TASK DETAILS ▸ Restate word for word the lines of the records below, starting at the line that contains "self.origin.y() - self.bottom_right.y()" and ending at the line that contains "all four sides.", with both of those lines included and nothing else.

Collected data:
------------------------------------

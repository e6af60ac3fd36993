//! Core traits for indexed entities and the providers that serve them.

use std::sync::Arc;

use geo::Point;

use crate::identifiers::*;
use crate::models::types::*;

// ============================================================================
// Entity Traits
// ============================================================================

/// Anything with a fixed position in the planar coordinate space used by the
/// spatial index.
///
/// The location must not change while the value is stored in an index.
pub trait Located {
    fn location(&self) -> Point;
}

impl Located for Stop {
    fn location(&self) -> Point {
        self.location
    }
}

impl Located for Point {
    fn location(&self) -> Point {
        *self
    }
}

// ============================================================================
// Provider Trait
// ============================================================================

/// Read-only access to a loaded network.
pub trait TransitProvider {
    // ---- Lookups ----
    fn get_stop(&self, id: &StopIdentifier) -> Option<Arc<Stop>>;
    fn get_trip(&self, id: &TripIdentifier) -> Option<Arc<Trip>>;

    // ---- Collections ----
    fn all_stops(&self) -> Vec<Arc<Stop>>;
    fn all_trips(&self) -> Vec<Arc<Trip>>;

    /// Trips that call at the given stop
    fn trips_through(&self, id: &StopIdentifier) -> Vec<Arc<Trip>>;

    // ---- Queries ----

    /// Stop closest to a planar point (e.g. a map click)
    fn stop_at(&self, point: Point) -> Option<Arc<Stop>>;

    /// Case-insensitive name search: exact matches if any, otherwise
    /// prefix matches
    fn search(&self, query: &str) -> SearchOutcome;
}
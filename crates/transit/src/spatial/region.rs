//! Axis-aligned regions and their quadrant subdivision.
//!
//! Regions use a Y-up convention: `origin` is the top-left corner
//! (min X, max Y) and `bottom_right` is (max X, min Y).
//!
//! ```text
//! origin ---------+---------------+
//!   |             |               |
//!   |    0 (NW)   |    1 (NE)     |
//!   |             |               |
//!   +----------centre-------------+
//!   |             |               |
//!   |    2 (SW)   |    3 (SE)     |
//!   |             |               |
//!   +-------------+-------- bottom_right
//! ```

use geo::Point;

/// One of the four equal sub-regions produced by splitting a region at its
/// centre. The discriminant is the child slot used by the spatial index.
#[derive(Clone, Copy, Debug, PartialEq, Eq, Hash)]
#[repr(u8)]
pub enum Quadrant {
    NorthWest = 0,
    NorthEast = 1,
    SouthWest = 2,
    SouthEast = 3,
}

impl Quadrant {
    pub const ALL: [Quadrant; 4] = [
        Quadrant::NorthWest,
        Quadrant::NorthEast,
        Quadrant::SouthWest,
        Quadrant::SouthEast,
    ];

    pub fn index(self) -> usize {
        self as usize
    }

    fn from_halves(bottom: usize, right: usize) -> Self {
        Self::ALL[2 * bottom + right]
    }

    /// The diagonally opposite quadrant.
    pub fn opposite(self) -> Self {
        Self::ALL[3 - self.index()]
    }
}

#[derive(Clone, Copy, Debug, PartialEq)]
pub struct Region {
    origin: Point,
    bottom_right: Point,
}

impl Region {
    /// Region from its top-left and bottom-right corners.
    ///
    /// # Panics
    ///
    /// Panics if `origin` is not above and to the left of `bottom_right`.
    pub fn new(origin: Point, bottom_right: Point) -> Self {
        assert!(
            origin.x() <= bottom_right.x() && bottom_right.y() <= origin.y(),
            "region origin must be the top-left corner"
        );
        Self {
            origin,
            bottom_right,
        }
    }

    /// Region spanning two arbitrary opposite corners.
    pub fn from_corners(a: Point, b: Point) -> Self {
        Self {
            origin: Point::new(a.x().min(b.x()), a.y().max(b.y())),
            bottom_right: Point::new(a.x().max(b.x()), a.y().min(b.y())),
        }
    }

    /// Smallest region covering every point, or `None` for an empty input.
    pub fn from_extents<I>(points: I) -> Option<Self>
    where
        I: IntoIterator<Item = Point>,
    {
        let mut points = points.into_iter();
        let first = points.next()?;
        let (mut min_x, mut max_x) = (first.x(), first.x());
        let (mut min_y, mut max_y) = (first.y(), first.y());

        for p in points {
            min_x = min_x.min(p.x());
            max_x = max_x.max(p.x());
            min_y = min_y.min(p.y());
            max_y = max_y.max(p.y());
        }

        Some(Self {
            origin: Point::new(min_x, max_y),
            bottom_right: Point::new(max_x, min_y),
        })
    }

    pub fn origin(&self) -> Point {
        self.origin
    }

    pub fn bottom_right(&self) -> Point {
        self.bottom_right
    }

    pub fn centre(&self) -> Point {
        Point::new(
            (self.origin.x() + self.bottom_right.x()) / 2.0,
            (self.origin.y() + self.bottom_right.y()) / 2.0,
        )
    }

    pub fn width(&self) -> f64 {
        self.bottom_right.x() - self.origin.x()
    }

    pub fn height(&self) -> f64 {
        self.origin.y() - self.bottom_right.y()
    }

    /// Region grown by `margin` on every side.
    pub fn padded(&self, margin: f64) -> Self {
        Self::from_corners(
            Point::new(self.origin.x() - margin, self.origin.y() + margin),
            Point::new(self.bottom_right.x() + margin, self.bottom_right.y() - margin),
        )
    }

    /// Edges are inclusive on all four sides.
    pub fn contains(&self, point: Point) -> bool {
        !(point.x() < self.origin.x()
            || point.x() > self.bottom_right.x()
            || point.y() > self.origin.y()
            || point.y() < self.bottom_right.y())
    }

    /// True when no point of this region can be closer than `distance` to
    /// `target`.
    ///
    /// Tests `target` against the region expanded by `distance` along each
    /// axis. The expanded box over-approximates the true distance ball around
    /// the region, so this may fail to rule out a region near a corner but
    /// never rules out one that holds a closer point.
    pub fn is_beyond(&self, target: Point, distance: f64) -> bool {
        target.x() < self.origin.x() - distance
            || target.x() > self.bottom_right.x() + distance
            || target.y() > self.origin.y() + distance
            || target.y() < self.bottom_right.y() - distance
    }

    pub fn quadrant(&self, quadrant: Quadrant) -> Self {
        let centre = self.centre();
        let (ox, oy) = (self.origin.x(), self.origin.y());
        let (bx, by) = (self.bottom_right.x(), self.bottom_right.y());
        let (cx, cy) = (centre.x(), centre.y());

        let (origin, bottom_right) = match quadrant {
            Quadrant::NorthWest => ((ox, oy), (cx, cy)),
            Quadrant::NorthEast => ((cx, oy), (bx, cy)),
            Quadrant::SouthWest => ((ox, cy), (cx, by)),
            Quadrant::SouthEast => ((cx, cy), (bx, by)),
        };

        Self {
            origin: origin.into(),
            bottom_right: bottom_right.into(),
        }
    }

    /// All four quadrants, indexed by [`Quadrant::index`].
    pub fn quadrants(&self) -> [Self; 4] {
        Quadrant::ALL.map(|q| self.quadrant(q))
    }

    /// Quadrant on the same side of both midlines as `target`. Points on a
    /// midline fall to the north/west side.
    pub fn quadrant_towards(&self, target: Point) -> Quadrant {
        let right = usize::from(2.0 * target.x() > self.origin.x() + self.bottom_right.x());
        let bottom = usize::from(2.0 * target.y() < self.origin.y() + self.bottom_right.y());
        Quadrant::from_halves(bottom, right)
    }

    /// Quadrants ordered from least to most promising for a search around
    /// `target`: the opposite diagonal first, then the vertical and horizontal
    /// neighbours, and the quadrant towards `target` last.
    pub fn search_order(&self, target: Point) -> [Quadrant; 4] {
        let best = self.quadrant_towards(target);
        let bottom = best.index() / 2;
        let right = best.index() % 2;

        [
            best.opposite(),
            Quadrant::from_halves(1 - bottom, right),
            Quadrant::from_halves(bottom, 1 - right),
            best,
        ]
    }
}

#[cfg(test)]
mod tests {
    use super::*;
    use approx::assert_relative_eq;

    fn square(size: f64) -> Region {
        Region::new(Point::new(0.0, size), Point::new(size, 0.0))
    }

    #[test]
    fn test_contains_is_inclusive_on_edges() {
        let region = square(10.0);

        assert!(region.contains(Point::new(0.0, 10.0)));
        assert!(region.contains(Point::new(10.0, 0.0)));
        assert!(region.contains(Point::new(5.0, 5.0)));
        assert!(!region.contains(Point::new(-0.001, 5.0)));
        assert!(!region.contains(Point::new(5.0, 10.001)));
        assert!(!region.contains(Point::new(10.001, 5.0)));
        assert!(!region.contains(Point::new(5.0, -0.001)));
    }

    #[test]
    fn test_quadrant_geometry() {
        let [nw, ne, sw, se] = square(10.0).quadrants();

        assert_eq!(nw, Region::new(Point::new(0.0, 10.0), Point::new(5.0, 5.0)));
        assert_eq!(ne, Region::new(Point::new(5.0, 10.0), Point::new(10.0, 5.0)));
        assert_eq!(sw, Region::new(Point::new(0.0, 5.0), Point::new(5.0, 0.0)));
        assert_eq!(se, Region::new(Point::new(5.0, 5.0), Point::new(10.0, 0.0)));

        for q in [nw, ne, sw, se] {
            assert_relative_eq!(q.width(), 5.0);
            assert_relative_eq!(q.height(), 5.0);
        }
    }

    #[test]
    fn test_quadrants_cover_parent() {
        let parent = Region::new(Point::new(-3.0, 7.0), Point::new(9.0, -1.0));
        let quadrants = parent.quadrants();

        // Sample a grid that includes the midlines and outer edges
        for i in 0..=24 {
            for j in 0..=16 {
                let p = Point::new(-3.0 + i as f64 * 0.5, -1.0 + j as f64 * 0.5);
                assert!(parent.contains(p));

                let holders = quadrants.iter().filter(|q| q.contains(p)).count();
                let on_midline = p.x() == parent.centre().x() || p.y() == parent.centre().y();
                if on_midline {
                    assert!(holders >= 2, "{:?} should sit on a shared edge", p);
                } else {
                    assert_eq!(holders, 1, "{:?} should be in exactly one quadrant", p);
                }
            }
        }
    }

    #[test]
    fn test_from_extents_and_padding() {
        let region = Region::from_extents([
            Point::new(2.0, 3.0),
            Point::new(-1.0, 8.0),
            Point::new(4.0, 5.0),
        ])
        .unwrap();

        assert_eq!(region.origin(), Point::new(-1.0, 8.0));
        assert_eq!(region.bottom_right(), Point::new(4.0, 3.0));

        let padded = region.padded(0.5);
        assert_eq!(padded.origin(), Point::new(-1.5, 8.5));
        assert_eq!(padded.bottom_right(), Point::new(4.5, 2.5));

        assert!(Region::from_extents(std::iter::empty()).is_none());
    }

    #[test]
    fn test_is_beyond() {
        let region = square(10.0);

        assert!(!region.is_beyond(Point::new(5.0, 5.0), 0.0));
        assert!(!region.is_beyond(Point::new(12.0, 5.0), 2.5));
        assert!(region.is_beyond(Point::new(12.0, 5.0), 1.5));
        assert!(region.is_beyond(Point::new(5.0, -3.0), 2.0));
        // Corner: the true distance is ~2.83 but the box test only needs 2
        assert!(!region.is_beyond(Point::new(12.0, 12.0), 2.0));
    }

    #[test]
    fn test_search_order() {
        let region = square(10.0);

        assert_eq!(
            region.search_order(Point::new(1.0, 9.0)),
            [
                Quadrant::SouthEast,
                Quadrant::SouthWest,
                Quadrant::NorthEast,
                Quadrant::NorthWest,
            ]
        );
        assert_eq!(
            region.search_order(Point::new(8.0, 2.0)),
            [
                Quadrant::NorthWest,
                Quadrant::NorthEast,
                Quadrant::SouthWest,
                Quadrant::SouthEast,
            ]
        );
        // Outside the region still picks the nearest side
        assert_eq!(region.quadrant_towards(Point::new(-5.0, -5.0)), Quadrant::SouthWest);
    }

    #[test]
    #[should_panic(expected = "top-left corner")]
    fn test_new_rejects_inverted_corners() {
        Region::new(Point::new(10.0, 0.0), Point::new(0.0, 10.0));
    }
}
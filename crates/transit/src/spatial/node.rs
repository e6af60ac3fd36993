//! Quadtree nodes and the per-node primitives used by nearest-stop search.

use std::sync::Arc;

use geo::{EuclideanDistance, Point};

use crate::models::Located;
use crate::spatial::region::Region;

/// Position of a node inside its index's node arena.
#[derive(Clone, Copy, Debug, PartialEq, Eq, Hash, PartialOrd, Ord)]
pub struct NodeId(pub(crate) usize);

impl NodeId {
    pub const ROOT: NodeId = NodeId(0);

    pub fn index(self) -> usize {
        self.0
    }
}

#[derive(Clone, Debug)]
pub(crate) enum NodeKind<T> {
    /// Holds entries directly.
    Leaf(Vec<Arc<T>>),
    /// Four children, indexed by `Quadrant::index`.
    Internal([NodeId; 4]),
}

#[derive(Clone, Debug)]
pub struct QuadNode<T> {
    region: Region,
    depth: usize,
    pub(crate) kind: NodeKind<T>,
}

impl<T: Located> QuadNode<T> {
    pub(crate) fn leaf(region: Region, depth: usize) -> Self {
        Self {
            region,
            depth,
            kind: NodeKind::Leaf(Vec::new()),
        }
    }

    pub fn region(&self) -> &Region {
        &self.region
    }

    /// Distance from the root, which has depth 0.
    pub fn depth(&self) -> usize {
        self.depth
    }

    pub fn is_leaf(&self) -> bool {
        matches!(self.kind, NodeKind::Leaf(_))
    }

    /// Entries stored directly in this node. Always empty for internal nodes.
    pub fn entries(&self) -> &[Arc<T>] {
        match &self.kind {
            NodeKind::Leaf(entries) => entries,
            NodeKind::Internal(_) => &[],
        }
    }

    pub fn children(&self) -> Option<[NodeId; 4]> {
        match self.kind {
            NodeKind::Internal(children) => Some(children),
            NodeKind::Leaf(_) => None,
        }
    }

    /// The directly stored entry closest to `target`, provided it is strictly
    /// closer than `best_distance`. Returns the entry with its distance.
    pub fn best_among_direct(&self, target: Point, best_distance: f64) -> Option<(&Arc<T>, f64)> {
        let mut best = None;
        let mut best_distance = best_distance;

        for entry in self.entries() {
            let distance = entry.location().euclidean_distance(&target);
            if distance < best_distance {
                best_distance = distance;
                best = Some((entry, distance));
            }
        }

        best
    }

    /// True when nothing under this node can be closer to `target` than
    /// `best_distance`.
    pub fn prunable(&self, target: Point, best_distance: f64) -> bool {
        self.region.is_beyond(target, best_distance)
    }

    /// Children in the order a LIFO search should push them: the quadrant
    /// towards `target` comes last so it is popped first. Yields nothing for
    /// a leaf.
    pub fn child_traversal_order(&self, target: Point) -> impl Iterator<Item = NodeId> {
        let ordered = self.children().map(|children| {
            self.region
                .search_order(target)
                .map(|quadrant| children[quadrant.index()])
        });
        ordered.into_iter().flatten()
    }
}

------------------------------------

COMPLETED TASK ▸
        self.origin.y() - self.bottom_right.y()
    }

    /// Region grown by `margin` on every side.
    pub fn padded(&self, margin: f64) -> Self {
        Self::from_corners(
            Point::new(self.origin.x() - margin, self.origin.y() + margin),
            Point::new(self.bottom_right.x() + margin, self.bottom_right.y() - margin),
        )
    }

    /// Edges are inclusive on all four sides.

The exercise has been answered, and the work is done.